____ TASK INPUTS

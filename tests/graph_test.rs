use graph_lists::{Coverage, Graph, GraphError, Incidence, KruskalOutcome, RootedTree};

fn square() -> Graph {
    Graph::from_edges(4, 4, [(1, 2, 1), (2, 3, 2), (3, 4, 1), (1, 4, 4)]).unwrap()
}

fn two_components() -> Graph {
    Graph::from_edges(5, 3, [(1, 2, 1), (2, 3, 1), (4, 5, 1)]).unwrap()
}

fn path() -> Graph {
    Graph::from_edges(3, 2, [(1, 2, 5), (2, 3, 7)]).unwrap()
}

#[test]
fn incident_edges_are_most_recent_first() {
    let g = square();
    let n: Vec<Incidence> = g.incident_edges(1).copied().collect();
    assert_eq!(
        n,
        vec![Incidence { vert: 4, wgt: 4 }, Incidence { vert: 2, wgt: 1 }]
    );
    // restartable
    assert_eq!(g.incident_edges(1).count(), 2);
    assert_eq!(g.incident_edges(0).count(), 0);
    assert_eq!(g.incident_edges(9).count(), 0);
}

#[test]
fn prim_on_square() {
    let tree = square().prim(1).unwrap();
    assert_eq!(tree.total_weight(), 4);
    assert_eq!(tree.tree_edges(), vec![(1, 2), (2, 3), (3, 4)]);
    assert_eq!(tree.parent(1), None);
    assert_eq!(tree.attach_weight(1), Some(0));
    assert_eq!(tree.attach_weight(4), Some(1));
    assert!(tree.is_spanning());
}

#[test]
fn kruskal_on_square() {
    let g = square();
    let outcome = g.kruskal();
    assert!(outcome.is_spanning());
    let forest = outcome.into_spanning().unwrap();
    let pairs: Vec<_> = forest.edges().iter().map(|e| (e.u, e.v)).collect();
    assert_eq!(pairs, vec![(1, 2), (3, 4), (2, 3)]);
    assert_eq!(forest.total_weight(), 4);
    // the graph's own edge list keeps input order
    assert_eq!(g.edges()[3].wgt, 4);
    assert_eq!(g.edges()[0].wgt, 1);
}

#[test]
fn dijkstra_on_square() {
    let g = square();
    let spt = g.dijkstra(1).unwrap();
    assert_eq!(spt.distances(), &[Some(0), Some(1), Some(3), Some(4)]);
    assert_eq!(spt.parent(3), Some(2));
    assert_eq!(spt.parent(4), Some(1));
    assert_eq!(spt.path_to(3), Some(vec![1, 2, 3]));
    assert_eq!(spt.path_to(1), Some(vec![1]));

    let dense = g.dijkstra_dense(1).unwrap();
    assert_eq!(dense.distances(), spt.distances());
}

#[test]
fn traversals_on_path() {
    let g = path();
    assert_eq!(g.bfs(1).unwrap().order(), vec![1, 2, 3]);
    assert_eq!(g.dfs(1).unwrap().order(), vec![1, 2, 3]);
}

#[test]
fn traversals_on_square_follow_incidence_order() {
    let g = square();
    let dfs = g.dfs(1).unwrap();
    assert_eq!(dfs.order(), vec![1, 4, 3, 2]);
    assert_eq!(dfs.visits()[2].via, Some(4));

    let bfs = g.bfs(1).unwrap();
    assert_eq!(bfs.order(), vec![1, 4, 2, 3]);
    assert_eq!(bfs.visits()[3].via, Some(4));
    assert!(bfs.is_spanning());
}

#[test]
fn kruskal_reports_disconnected_graph() {
    let outcome = two_components().kruskal();
    assert_eq!(outcome.components(), 2);
    match outcome {
        KruskalOutcome::Disconnected { forest, components } => {
            assert_eq!(forest.len(), 3);
            assert_eq!(components, 2);
        }
        other => panic!("expected disconnected outcome, got {other:?}"),
    }
    assert_eq!(square().kruskal().components(), 1);
    let err = two_components().kruskal().into_spanning().unwrap_err();
    assert!(matches!(
        err,
        GraphError::Disconnected {
            accepted: 3,
            required: 4
        }
    ));
}

#[test]
fn prim_covers_only_the_source_component() {
    let tree = two_components().prim(1).unwrap();
    assert_eq!(tree.coverage(), Coverage::Disconnected { unreached: vec![4, 5] });
    assert_eq!(tree.total_weight(), 2);
    assert_eq!(tree.reached(), 3);
    assert_eq!(tree.attach_weight(5), None);
    assert!(matches!(
        tree.require_spanning(),
        Err(GraphError::Disconnected {
            accepted: 2,
            required: 4
        })
    ));
}

#[test]
fn dijkstra_leaves_other_component_unreachable() {
    let spt = two_components().dijkstra(4).unwrap();
    assert_eq!(spt.distance(5), Some(1));
    assert_eq!(spt.distance(1), None);
    assert_eq!(spt.path_to(2), None);
    assert_eq!(spt.unreached(), vec![1, 2, 3]);
}

#[test]
fn traversals_stop_at_component_boundary() {
    let g = two_components();
    let dfs = g.dfs(5).unwrap();
    assert_eq!(dfs.order(), vec![5, 4]);
    assert_eq!(dfs.unvisited(), vec![1, 2, 3]);
    assert!(!dfs.is_spanning());
}

#[test]
fn invalid_source_is_rejected() {
    let g = square();
    for s in [0, 5] {
        assert!(matches!(
            g.prim(s),
            Err(GraphError::InvalidSourceVertex { vertex, vertices: 4 }) if vertex == s
        ));
        assert!(g.dijkstra(s).is_err());
        assert!(g.dijkstra_dense(s).is_err());
        assert!(g.dfs(s).is_err());
        assert!(g.bfs(s).is_err());
    }
}

#[test]
fn construction_rejects_bad_triples() {
    let cases: [Vec<(i64, i64, i64)>; 5] = [
        vec![(0, 2, 1)],
        vec![(1, 4, 1)],
        vec![(2, 2, 1)],
        vec![(1, 2, -3)],
        vec![],
    ];
    for triples in cases {
        let err = Graph::from_edges(3, 1, triples).unwrap_err();
        assert!(matches!(err, GraphError::MalformedInput { line: None, .. }));
    }
    let err = Graph::from_edges(3, 1, [(1, 2, 1), (2, 3, 1)]).unwrap_err();
    assert!(matches!(err, GraphError::MalformedInput { .. }));
}

#[test]
fn huge_declared_counts_are_malformed() {
    let err = Graph::from_edges(2, usize::MAX / 2, [(1, 2, 3)]).unwrap_err();
    assert!(matches!(err, GraphError::MalformedInput { line: None, .. }));
    for vertices in [usize::MAX, usize::MAX / 2] {
        let err = Graph::from_edges(vertices, 0, []).unwrap_err();
        assert!(matches!(err, GraphError::MalformedInput { line: None, .. }));
    }
}

#[test]
fn dijkstra_distance_can_reach_weight_max() {
    let big = i64::MAX;
    let g = Graph::from_edges(4, 3, [(1, 2, big), (2, 3, big), (3, 4, 1)]).unwrap();
    for spt in [g.dijkstra(1).unwrap(), g.dijkstra_dense(1).unwrap()] {
        assert_eq!(spt.distance(3), Some(u64::MAX - 1));
        assert_eq!(spt.distance(4), Some(u64::MAX));
        assert!(spt.is_spanning());
    }
}

#[test]
fn dijkstra_skips_paths_longer_than_weight_max() {
    let big = i64::MAX;
    let g = Graph::from_edges(4, 3, [(1, 2, big), (2, 3, big), (3, 4, big)]).unwrap();
    for spt in [g.dijkstra(1).unwrap(), g.dijkstra_dense(1).unwrap()] {
        assert_eq!(spt.distance(3), Some(u64::MAX - 1));
        assert_eq!(spt.distance(4), None);
        assert_eq!(spt.unreached(), vec![4]);
    }
}

#[test]
fn parallel_edges_are_kept() {
    let g = Graph::from_edges(2, 2, [(1, 2, 5), (2, 1, 3)]).unwrap();
    assert_eq!(g.edge_count(), 2);
    assert_eq!(g.prim(1).unwrap().total_weight(), 3);
    assert_eq!(g.dijkstra(2).unwrap().distance(1), Some(3));
}

#[test]
fn single_vertex_graph() {
    let g = Graph::from_edges(1, 0, []).unwrap();
    assert!(g.kruskal().is_spanning());
    assert!(g.prim(1).unwrap().is_spanning());
    assert_eq!(g.bfs(1).unwrap().order(), vec![1]);
}

#[test]
fn repeated_runs_are_identical() {
    let g = square();
    assert_eq!(g.prim(2).unwrap(), g.prim(2).unwrap());
    assert_eq!(g.dijkstra(3).unwrap(), g.dijkstra(3).unwrap());
    assert_eq!(g.kruskal(), g.kruskal());
    assert_eq!(g.dfs(4).unwrap(), g.dfs(4).unwrap());
}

________

YOUR INSTRUCTIONS:
Your answer should be the lines of the listing above between the line holding "assert_eq!(tree.reached(), 3);" and the line holding "for vertices in", inclusive, restated word for word and alone.

SOLUTION:
    assert_eq!(tree.reached(), 3);
    assert_eq!(tree.attach_weight(5), None);
    assert!(matches!(
        tree.require_spanning(),
        Err(GraphError::Disconnected {
            accepted: 2,
            required: 4
        })
    ));
}

#[test]
fn dijkstra_leaves_other_component_unreachable() {
    let spt = two_components().dijkstra(4).unwrap();
    assert_eq!(spt.distance(5), Some(1));
    assert_eq!(spt.distance(1), None);
    assert_eq!(spt.path_to(2), None);
    assert_eq!(spt.unreached(), vec![1, 2, 3]);
}

#[test]
fn traversals_stop_at_component_boundary() {
    let g = two_components();
    let dfs = g.dfs(5).unwrap();
    assert_eq!(dfs.order(), vec![5, 4]);
    assert_eq!(dfs.unvisited(), vec![1, 2, 3]);
    assert!(!dfs.is_spanning());
}

#[test]
fn invalid_source_is_rejected() {
    let g = square();
    for s in [0, 5] {
        assert!(matches!(
            g.prim(s),
            Err(GraphError::InvalidSourceVertex { vertex, vertices: 4 }) if vertex == s
        ));
        assert!(g.dijkstra(s).is_err());
        assert!(g.dijkstra_dense(s).is_err());
        assert!(g.dfs(s).is_err());
        assert!(g.bfs(s).is_err());
    }
}

#[test]
fn construction_rejects_bad_triples() {
    let cases: [Vec<(i64, i64, i64)>; 5] = [
        vec![(0, 2, 1)],
        vec![(1, 4, 1)],
        vec![(2, 2, 1)],
        vec![(1, 2, -3)],
        vec![],
    ];
    for triples in cases {
        let err = Graph::from_edges(3, 1, triples).unwrap_err();
        assert!(matches!(err, GraphError::MalformedInput { line: None, .. }));
    }
    let err = Graph::from_edges(3, 1, [(1, 2, 1), (2, 3, 1)]).unwrap_err();
    assert!(matches!(err, GraphError::MalformedInput { .. }));
}

#[test]
fn huge_declared_counts_are_malformed() {
    let err = Graph::from_edges(2, usize::MAX / 2, [(1, 2, 3)]).unwrap_err();
    assert!(matches!(err, GraphError::MalformedInput { line: None, .. }));
    for vertices in [usize::MAX, usize::MAX / 2] {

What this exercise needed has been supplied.